- GIVEN DATA
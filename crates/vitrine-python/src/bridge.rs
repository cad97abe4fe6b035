//! The Python-facing browser control.
//!
//! One `BrowserControl` owns one embedded control and one callback set. The
//! constructor validates the callbacks, attaches the engine to the supplied
//! window handle, and registers the invoker as the control's exclusive event
//! sink. Destruction releases the control (detaching the engine from the
//! window) before the callback references.

use std::cell::RefCell;
use std::sync::Arc;

use pyo3::exceptions::{PyOSError, PyRuntimeError, PyValueError};
use pyo3::prelude::*;
use tracing::debug;

use vitrine_common::{ControlError, EventSink};
use vitrine_webview::{ControlConfig, NativeControl, ParentWindow, WryControl};

use crate::callbacks::CallbackSet;
use crate::invoker::EventInvoker;

/// Map bridge errors to the host's error convention.
fn control_err(err: ControlError) -> PyErr {
    match err {
        ControlError::InvalidArgument(_) => PyValueError::new_err(err.to_string()),
        ControlError::EngineInit { .. } => PyOSError::new_err(err.to_string()),
        ControlError::EventInFlight | ControlError::WebView(_) => {
            PyRuntimeError::new_err(err.to_string())
        }
    }
}

/// An embedded browser surface inside a host window.
///
/// Lives on the engine's thread; events are delivered and resolved strictly
/// sequentially there. Field order matters for implicit teardown: the control
/// drops (and the engine detaches) before the invoker releases the callback
/// references.
#[pyclass(name = "BrowserControl", unsendable)]
pub struct BrowserControl {
    control: RefCell<Option<Box<dyn NativeControl>>>,
    invoker: Arc<EventInvoker>,
    window_handle: isize,
}

impl BrowserControl {
    pub(crate) fn assemble(
        control: Box<dyn NativeControl>,
        invoker: Arc<EventInvoker>,
        window_handle: isize,
    ) -> Self {
        Self {
            control: RefCell::new(Some(control)),
            invoker,
            window_handle,
        }
    }

    fn with_control<R>(
        &self,
        f: impl FnOnce(&dyn NativeControl) -> Result<R, ControlError>,
    ) -> PyResult<R> {
        let guard = self
            .control
            .try_borrow()
            .map_err(|_| PyRuntimeError::new_err("control is being torn down"))?;
        match guard.as_ref() {
            Some(control) => f(control.as_ref()).map_err(control_err),
            None => Err(PyRuntimeError::new_err("control already destroyed")),
        }
    }
}

#[pymethods]
impl BrowserControl {
    /// Attach an embedded browser to the window identified by
    /// `window_handle` and wire its events to the given callbacks.
    ///
    /// `on_load_request` and `on_action_url` must be supplied, though either
    /// may be `None` to decline the notification; `on_load_finished` may be
    /// omitted. Passing a non-callable raises `TypeError`; an engine attach
    /// failure raises `OSError` carrying the engine's status code.
    #[new]
    #[pyo3(signature = (window_handle, initial_url=None, user_agent=None, *, on_load_request, on_action_url, on_load_finished=None))]
    fn new(
        window_handle: isize,
        initial_url: Option<String>,
        user_agent: Option<String>,
        on_load_request: &Bound<'_, PyAny>,
        on_action_url: &Bound<'_, PyAny>,
        on_load_finished: Option<&Bound<'_, PyAny>>,
    ) -> PyResult<Self> {
        let callbacks =
            CallbackSet::register(Some(on_load_request), Some(on_action_url), on_load_finished)?;
        let invoker = Arc::new(EventInvoker::new(callbacks));

        let window = ParentWindow::from_handle(window_handle).map_err(control_err)?;
        let config = ControlConfig {
            initial_url,
            user_agent,
        };

        // On failure the invoker (and with it every callback reference taken
        // above) is dropped before this returns.
        let control =
            WryControl::attach(&window, &config, Arc::clone(&invoker) as Arc<dyn EventSink>)
                .map_err(control_err)?;

        debug!(window = window_handle, "browser control created");
        Ok(Self::assemble(Box::new(control), invoker, window_handle))
    }

    /// Load a URL in the control.
    fn navigate(&self, url: &str) -> PyResult<()> {
        self.with_control(|c| c.navigate(url))
    }

    /// Resize the control within the parent window.
    fn resize(&self, width: u32, height: u32) -> PyResult<()> {
        self.with_control(|c| c.resize(width, height))
    }

    /// Show the control and give it focus.
    fn activate(&self) -> PyResult<()> {
        self.with_control(|c| c.activate())
    }

    /// Hide the control.
    fn deactivate(&self) -> PyResult<()> {
        self.with_control(|c| c.deactivate())
    }

    /// Evaluate a script in the page context.
    fn run_script(&self, js: &str) -> PyResult<()> {
        self.with_control(|c| c.run_script(js))
    }

    /// Append markup as the last child of the element with `id`.
    fn add_element_at_end(&self, xml: &str, id: &str) -> PyResult<()> {
        self.with_control(|c| c.add_element_at_end(xml, id))
    }

    /// Insert markup immediately before the element with `id`.
    fn add_element_before(&self, xml: &str, id: &str) -> PyResult<()> {
        self.with_control(|c| c.add_element_before(xml, id))
    }

    /// Remove the element with `id`.
    fn remove_element(&self, id: &str) -> PyResult<()> {
        self.with_control(|c| c.remove_element(id))
    }

    /// Replace the element with `id` by the given markup.
    fn change_element(&self, id: &str, xml: &str) -> PyResult<()> {
        self.with_control(|c| c.change_element(id, xml))
    }

    /// Hide the element with `id`.
    fn hide_element(&self, id: &str) -> PyResult<()> {
        self.with_control(|c| c.hide_element(id))
    }

    /// Show a previously hidden element.
    fn show_element(&self, id: &str) -> PyResult<()> {
        self.with_control(|c| c.show_element(id))
    }

    /// Tear down the control: the engine detaches from the window first,
    /// then the callback references are released. Raises `RuntimeError` if an
    /// event is mid-dispatch or the control was already destroyed.
    fn destroy(&self) -> PyResult<()> {
        if self.invoker.in_flight() {
            return Err(control_err(ControlError::EventInFlight));
        }
        let control = self
            .control
            .try_borrow_mut()
            .map_err(|_| control_err(ControlError::EventInFlight))?
            .take()
            .ok_or_else(|| PyRuntimeError::new_err("control already destroyed"))?;
        drop(control);

        self.invoker.detach().map_err(control_err)?;
        debug!(window = self.window_handle, "browser control destroyed");
        Ok(())
    }

    fn __repr__(&self) -> String {
        format!("<BrowserControl on window {:#x}>", self.window_handle)
    }
}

- EXERCISE DESCRIPTION
Write the data above out again in full, exactly.

- RESULT
filename crates/vitrine-python/src/bridge.rs
repository cad97abe4fe6b035
//! The Python-facing browser control.
//!
//! One `BrowserControl` owns one embedded control and one callback set. The
//! constructor validates the callbacks, attaches the engine to the supplied
//! window handle, and registers the invoker as the control's exclusive event
//! sink. Destruction releases the control (detaching the engine from the
//! window) before the callback references.

use std::cell::RefCell;
use std::sync::Arc;

use pyo3::exceptions::{PyOSError, PyRuntimeError, PyValueError};
use pyo3::prelude::*;
use tracing::debug;

use vitrine_common::{ControlError, EventSink};
use vitrine_webview::{ControlConfig, NativeControl, ParentWindow, WryControl};

use crate::callbacks::CallbackSet;
use crate::invoker::EventInvoker;

/// Map bridge errors to the host's error convention.
fn control_err(err: ControlError) -> PyErr {
    match err {
        ControlError::InvalidArgument(_) => PyValueError::new_err(err.to_string()),
        ControlError::EngineInit { .. } => PyOSError::new_err(err.to_string()),
        ControlError::EventInFlight | ControlError::WebView(_) => {
            PyRuntimeError::new_err(err.to_string())
        }
    }
}

/// An embedded browser surface inside a host window.
///
/// Lives on the engine's thread; events are delivered and resolved strictly
/// sequentially there. Field order matters for implicit teardown: the control
/// drops (and the engine detaches) before the invoker releases the callback
/// references.
#[pyclass(name = "BrowserControl", unsendable)]
pub struct BrowserControl {
    control: RefCell<Option<Box<dyn NativeControl>>>,
    invoker: Arc<EventInvoker>,
    window_handle: isize,
}

impl BrowserControl {
    pub(crate) fn assemble(
        control: Box<dyn NativeControl>,
        invoker: Arc<EventInvoker>,
        window_handle: isize,
    ) -> Self {
        Self {
            control: RefCell::new(Some(control)),
            invoker,
            window_handle,
        }
    }

    fn with_control<R>(
        &self,
        f: impl FnOnce(&dyn NativeControl) -> Result<R, ControlError>,
    ) -> PyResult<R> {
        let guard = self
            .control
            .try_borrow()
            .map_err(|_| PyRuntimeError::new_err("control is being torn down"))?;
        match guard.as_ref() {
            Some(control) => f(control.as_ref()).map_err(control_err),
            None => Err(PyRuntimeError::new_err("control already destroyed")),
        }
    }
}

#[pymethods]
impl BrowserControl {
    /// Attach an embedded browser to the window identified by
    /// `window_handle` and wire its events to the given callbacks.
    ///
    /// `on_load_request` and `on_action_url` must be supplied, though either
    /// may be `None` to decline the notification; `on_load_finished` may be
    /// omitted. Passing a non-callable raises `TypeError`; an engine attach
    /// failure raises `OSError` carrying the engine's status code.
    #[new]
    #[pyo3(signature = (window_handle, initial_url=None, user_agent=None, *, on_load_request, on_action_url, on_load_finished=None))]
    fn new(
        window_handle: isize,
        initial_url: Option<String>,
        user_agent: Option<String>,
        on_load_request: &Bound<'_, PyAny>,
        on_action_url: &Bound<'_, PyAny>,
        on_load_finished: Option<&Bound<'_, PyAny>>,
    ) -> PyResult<Self> {
        let callbacks =
            CallbackSet::register(Some(on_load_request), Some(on_action_url), on_load_finished)?;
        let invoker = Arc::new(EventInvoker::new(callbacks));

        let window = ParentWindow::from_handle(window_handle).map_err(control_err)?;
        let config = ControlConfig {
            initial_url,
            user_agent,
        };

        // On failure the invoker (and with it every callback reference taken
        // above) is dropped before this returns.
        let control =
            WryControl::attach(&window, &config, Arc::clone(&invoker) as Arc<dyn EventSink>)
                .map_err(control_err)?;

        debug!(window = window_handle, "browser control created");
        Ok(Self::assemble(Box::new(control), invoker, window_handle))
    }

    /// Load a URL in the control.
    fn navigate(&self, url: &str) -> PyResult<()> {
        self.with_control(|c| c.navigate(url))
    }

    /// Resize the control within the parent window.
    fn resize(&self, width: u32, height: u32) -> PyResult<()> {
        self.with_control(|c| c.resize(width, height))
    }

    /// Show the control and give it focus.
    fn activate(&self) -> PyResult<()> {
        self.with_control(|c| c.activate())
    }

    /// Hide the control.
    fn deactivate(&self) -> PyResult<()> {
        self.with_control(|c| c.deactivate())
    }

    /// Evaluate a script in the page context.
    fn run_script(&self, js: &str) -> PyResult<()> {
        self.with_control(|c| c.run_script(js))
    }

    /// Append markup as the last child of the element with `id`.
    fn add_element_at_end(&self, xml: &str, id: &str) -> PyResult<()> {
        self.with_control(|c| c.add_element_at_end(xml, id))
    }

    /// Insert markup immediately before the element with `id`.
    fn add_element_before(&self, xml: &str, id: &str) -> PyResult<()> {
        self.with_control(|c| c.add_element_before(xml, id))
    }

    /// Remove the element with `id`.
    fn remove_element(&self, id: &str) -> PyResult<()> {
        self.with_control(|c| c.remove_element(id))
    }

    /// Replace the element with `id` by the given markup.
    fn change_element(&self, id: &str, xml: &str) -> PyResult<()> {
        self.with_control(|c| c.change_element(id, xml))
    }

    /// Hide the element with `id`.
    fn hide_element(&self, id: &str) -> PyResult<()> {
        self.with_control(|c| c.hide_element(id))
    }

    /// Show a previously hidden element.
    fn show_element(&self, id: &str) -> PyResult<()> {
        self.with_control(|c| c.show_element(id))
    }

    /// Tear down the control: the engine detaches from the window first,
    /// then the callback references are released. Raises `RuntimeError` if an
    /// event is mid-dispatch or the control was already destroyed.
    fn destroy(&self) -> PyResult<()> {
        if self.invoker.in_flight() {
            return Err(control_err(ControlError::EventInFlight));
        }
        let control = self
            .control
            .try_borrow_mut()
            .map_err(|_| control_err(ControlError::EventInFlight))?
            .take()
            .ok_or_else(|| PyRuntimeError::new_err("control already destroyed"))?;
        drop(control);

        self.invoker.detach().map_err(control_err)?;
        debug!(window = self.window_handle, "browser control destroyed");
        Ok(())
    }

    fn __repr__(&self) -> String {
        format!("<BrowserControl on window {:#x}>", self.window_handle)
    }
}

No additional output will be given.